(GIVEN ENTRIES Opens)

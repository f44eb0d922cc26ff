//! One-way synchronization of a primary directory into its backup peer.
//!
//! The peer is named by `.hashcheck.backup` in the primary. Its manifest is
//! diffed against the primary's committed manifest; after confirmation, lost
//! files are deleted from the peer, added and changed files are copied over,
//! and finally the manifest itself is copied so both sides match byte for
//! byte.

use crate::diff::{DiffError, DiffResult, compare};
use crate::interrupt::{Interrupt, Interrupted};
use crate::manifest::{Manifest, ManifestError, ManifestStore};
use filetime::{FileTime, set_file_mtime};
use std::io::{BufRead, ErrorKind, Write};
use std::path::{Path, PathBuf};
use tracing::{debug, info, warn};

pub const BACKUP_POINTER_FILENAME: &str = ".hashcheck.backup";

#[derive(Debug, thiserror::Error)]
pub enum SyncError {
    #[error("No backup pointer ({BACKUP_POINTER_FILENAME}) in {0}")]
    MissingPointer(PathBuf),
    #[error("Backup pointer in {dir} is not an absolute path: {target:?}")]
    RelativePointer { dir: PathBuf, target: String },
    #[error("Backup target is not a directory: {0}")]
    PeerNotDirectory(PathBuf),
    #[error("Backup target {0} is the primary directory itself")]
    SamePeer(PathBuf),
    #[error("No manifest in backup target {0}")]
    MissingPeerManifest(PathBuf),
    #[error("Invalid manifest in backup target: {0}")]
    PeerManifest(ManifestError),
    #[error("Failed to copy {path}: {source}")]
    Copy {
        path: PathBuf,
        source: std::io::Error,
    },
    #[error("Failed to delete {path}: {source}")]
    Delete {
        path: PathBuf,
        source: std::io::Error,
    },
    #[error("IO error: {0}")]
    Io(std::io::Error),
    #[error(transparent)]
    Diff(#[from] DiffError),
    #[error(transparent)]
    Interrupted(#[from] Interrupted),
}

/// Blocking yes/no gate in front of any change to the peer.
pub trait Confirm {
    fn confirm(&self, peer: &Path, diff: &DiffResult) -> std::io::Result<bool>;
}

/// Lists the pending changes on stderr and reads an answer from stdin.
pub struct StdinConfirm;

impl Confirm for StdinConfirm {
    fn confirm(&self, peer: &Path, diff: &DiffResult) -> std::io::Result<bool> {
        let mut stderr = std::io::stderr().lock();
        writeln!(stderr, "Backup target {} differs:", peer.display())?;
        for (path, change) in diff.entries() {
            writeln!(stderr, "  {:<2} {}", crate::report::change_code(change), path)?;
        }
        write!(
            stderr,
            "Copy {} and delete {} file(s) in {}? [y/N] ",
            diff.added.len() + diff.changed.len(),
            diff.lost.len(),
            peer.display()
        )?;
        stderr.flush()?;

        let mut answer = String::new();
        std::io::stdin().lock().read_line(&mut answer)?;
        Ok(matches!(
            answer.trim().to_ascii_lowercase().as_str(),
            "y" | "yes"
        ))
    }
}

/// Confirms everything (`--yes`).
pub struct AssumeYes;

impl Confirm for AssumeYes {
    fn confirm(&self, peer: &Path, _diff: &DiffResult) -> std::io::Result<bool> {
        info!("Synchronizing {} without confirmation", peer.display());
        Ok(true)
    }
}

#[derive(Debug, Clone, PartialEq, Eq)]
pub enum BackupOutcome {
    InSync { peer: PathBuf },
    /// Not an error: the operator chose not to touch the peer.
    Declined { peer: PathBuf, diff: DiffResult },
    Synced { peer: PathBuf, diff: DiffResult },
}

/// Reads and validates the backup pointer of `dir`.
pub fn read_pointer(dir: &Path) -> Result<PathBuf, SyncError> {
    let pointer = dir.join(BACKUP_POINTER_FILENAME);
    let content = std::fs::read_to_string(&pointer).map_err(|e| {
        if e.kind() == ErrorKind::NotFound {
            SyncError::MissingPointer(dir.to_path_buf())
        } else {
            SyncError::Io(e)
        }
    })?;

    let target = content.lines().next().unwrap_or("").trim_end();
    if target.is_empty() {
        return Err(SyncError::MissingPointer(dir.to_path_buf()));
    }

    let peer = PathBuf::from(target);
    if !peer.is_absolute() {
        return Err(SyncError::RelativePointer {
            dir: dir.to_path_buf(),
            target: target.to_string(),
        });
    }
    if !peer.is_dir() {
        return Err(SyncError::PeerNotDirectory(peer));
    }

    let same = match (dir.canonicalize(), peer.canonicalize()) {
        (Ok(a), Ok(b)) => a == b,
        _ => false,
    };
    if same {
        return Err(SyncError::SamePeer(peer));
    }

    Ok(peer)
}

/// Brings the peer named by `primary`'s pointer in line with `local`.
///
/// `local` must be the parsed form of `primary`'s committed manifest.
pub fn synchronize(
    primary: &ManifestStore,
    local: &Manifest,
    confirm: &dyn Confirm,
    interrupt: &Interrupt,
) -> Result<BackupOutcome, SyncError> {
    let peer_dir = read_pointer(primary.dir())?;
    let peer = ManifestStore::new(&peer_dir);

    let peer_manifest = peer.load().map_err(|e| match e {
        ManifestError::Missing(_) => SyncError::MissingPeerManifest(peer_dir.clone()),
        other => SyncError::PeerManifest(other),
    })?;

    let diff = compare(&peer_manifest, local)?;
    if diff.is_empty() {
        // Equal entries can still be written differently (unsorted, say).
        let primary_bytes = std::fs::read(primary.manifest_path()).map_err(SyncError::Io)?;
        let peer_bytes = std::fs::read(peer.manifest_path()).map_err(SyncError::Io)?;
        if primary_bytes != peer_bytes {
            interrupt.check()?;
            copy_file(&primary.manifest_path(), &peer.manifest_path())?;
            info!("Rewrote manifest of {} to match the primary", peer_dir.display());
        }
        info!("Backup {} is in sync", peer_dir.display());
        return Ok(BackupOutcome::InSync { peer: peer_dir });
    }

    if !confirm.confirm(&peer_dir, &diff).map_err(SyncError::Io)? {
        info!("Backup of {} cancelled", primary.dir().display());
        return Ok(BackupOutcome::Declined {
            peer: peer_dir,
            diff,
        });
    }

    for path in &diff.lost {
        interrupt.check()?;
        let target = peer_dir.join(path);
        match std::fs::remove_file(&target) {
            Ok(()) => debug!("Deleted {}", target.display()),
            Err(e) if e.kind() == ErrorKind::NotFound => {
                warn!("{} was already absent", target.display())
            }
            Err(e) => {
                return Err(SyncError::Delete {
                    path: target,
                    source: e,
                });
            }
        }
    }

    for path in diff.added.iter().chain(&diff.changed) {
        interrupt.check()?;
        copy_file(&primary.dir().join(path), &peer_dir.join(path))?;
    }

    interrupt.check()?;
    copy_file(&primary.manifest_path(), &peer.manifest_path())?;

    if peer
        .discard_candidate()
        .map_err(SyncError::PeerManifest)?
    {
        warn!("Removed stale candidate in {}", peer_dir.display());
    }

    info!(
        "Backup {}: copied {}, deleted {}",
        peer_dir.display(),
        diff.added.len() + diff.changed.len(),
        diff.lost.len()
    );

    Ok(BackupOutcome::Synced {
        peer: peer_dir,
        diff,
    })
}

/// Copies `src` to `dest` through a temporary file next to `dest`, keeping
/// permissions and modification time so metadata-mode fingerprints carry
/// over.
fn copy_file(src: &Path, dest: &Path) -> Result<(), SyncError> {
    let copy_error = |source: std::io::Error| SyncError::Copy {
        path: src.to_path_buf(),
        source,
    };

    let parent = dest.parent().unwrap_or(Path::new("."));
    std::fs::create_dir_all(parent).map_err(copy_error)?;

    let metadata = std::fs::metadata(src).map_err(copy_error)?;
    let mut reader = std::fs::File::open(src).map_err(copy_error)?;

    let mut temp_file = tempfile::Builder::new()
        .prefix(".hashcheck-tmp")
        .tempfile_in(parent)
        .map_err(copy_error)?;

    std::io::copy(&mut reader, &mut temp_file).map_err(copy_error)?;
    temp_file.as_file().sync_all().map_err(copy_error)?;

    std::fs::set_permissions(temp_file.path(), metadata.permissions()).map_err(copy_error)?;
    set_file_mtime(
        temp_file.path(),
        FileTime::from_last_modification_time(&metadata),
    )
    .map_err(copy_error)?;

    temp_file.persist(dest).map_err(|e| copy_error(e.error))?;
    debug!("Copied {} to {}", src.display(), dest.display());

    Ok(())
}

(GIVEN ENTRIES Closes)

WHAT THIS TASK INVOLVES:
Please repeat word for word the lines above that run from the beginning through the line containing "impl Confirm for StdinConfirm", keeping both the first and that last line.

FINAL ANSWER:
repository f44eb0d922cc26ff
//! One-way synchronization of a primary directory into its backup peer.
//!
//! The peer is named by `.hashcheck.backup` in the primary. Its manifest is
//! diffed against the primary's committed manifest; after confirmation, lost
//! files are deleted from the peer, added and changed files are copied over,
//! and finally the manifest itself is copied so both sides match byte for
//! byte.

use crate::diff::{DiffError, DiffResult, compare};
use crate::interrupt::{Interrupt, Interrupted};
use crate::manifest::{Manifest, ManifestError, ManifestStore};
use filetime::{FileTime, set_file_mtime};
use std::io::{BufRead, ErrorKind, Write};
use std::path::{Path, PathBuf};
use tracing::{debug, info, warn};

pub const BACKUP_POINTER_FILENAME: &str = ".hashcheck.backup";

#[derive(Debug, thiserror::Error)]
pub enum SyncError {
    #[error("No backup pointer ({BACKUP_POINTER_FILENAME}) in {0}")]
    MissingPointer(PathBuf),
    #[error("Backup pointer in {dir} is not an absolute path: {target:?}")]
    RelativePointer { dir: PathBuf, target: String },
    #[error("Backup target is not a directory: {0}")]
    PeerNotDirectory(PathBuf),
    #[error("Backup target {0} is the primary directory itself")]
    SamePeer(PathBuf),
    #[error("No manifest in backup target {0}")]
    MissingPeerManifest(PathBuf),
    #[error("Invalid manifest in backup target: {0}")]
    PeerManifest(ManifestError),
    #[error("Failed to copy {path}: {source}")]
    Copy {
        path: PathBuf,
        source: std::io::Error,
    },
    #[error("Failed to delete {path}: {source}")]
    Delete {
        path: PathBuf,
        source: std::io::Error,
    },
    #[error("IO error: {0}")]
    Io(std::io::Error),
    #[error(transparent)]
    Diff(#[from] DiffError),
    #[error(transparent)]
    Interrupted(#[from] Interrupted),
}

/// Blocking yes/no gate in front of any change to the peer.
pub trait Confirm {
    fn confirm(&self, peer: &Path, diff: &DiffResult) -> std::io::Result<bool>;
}

/// Lists the pending changes on stderr and reads an answer from stdin.
pub struct StdinConfirm;

impl Confirm for StdinConfirm {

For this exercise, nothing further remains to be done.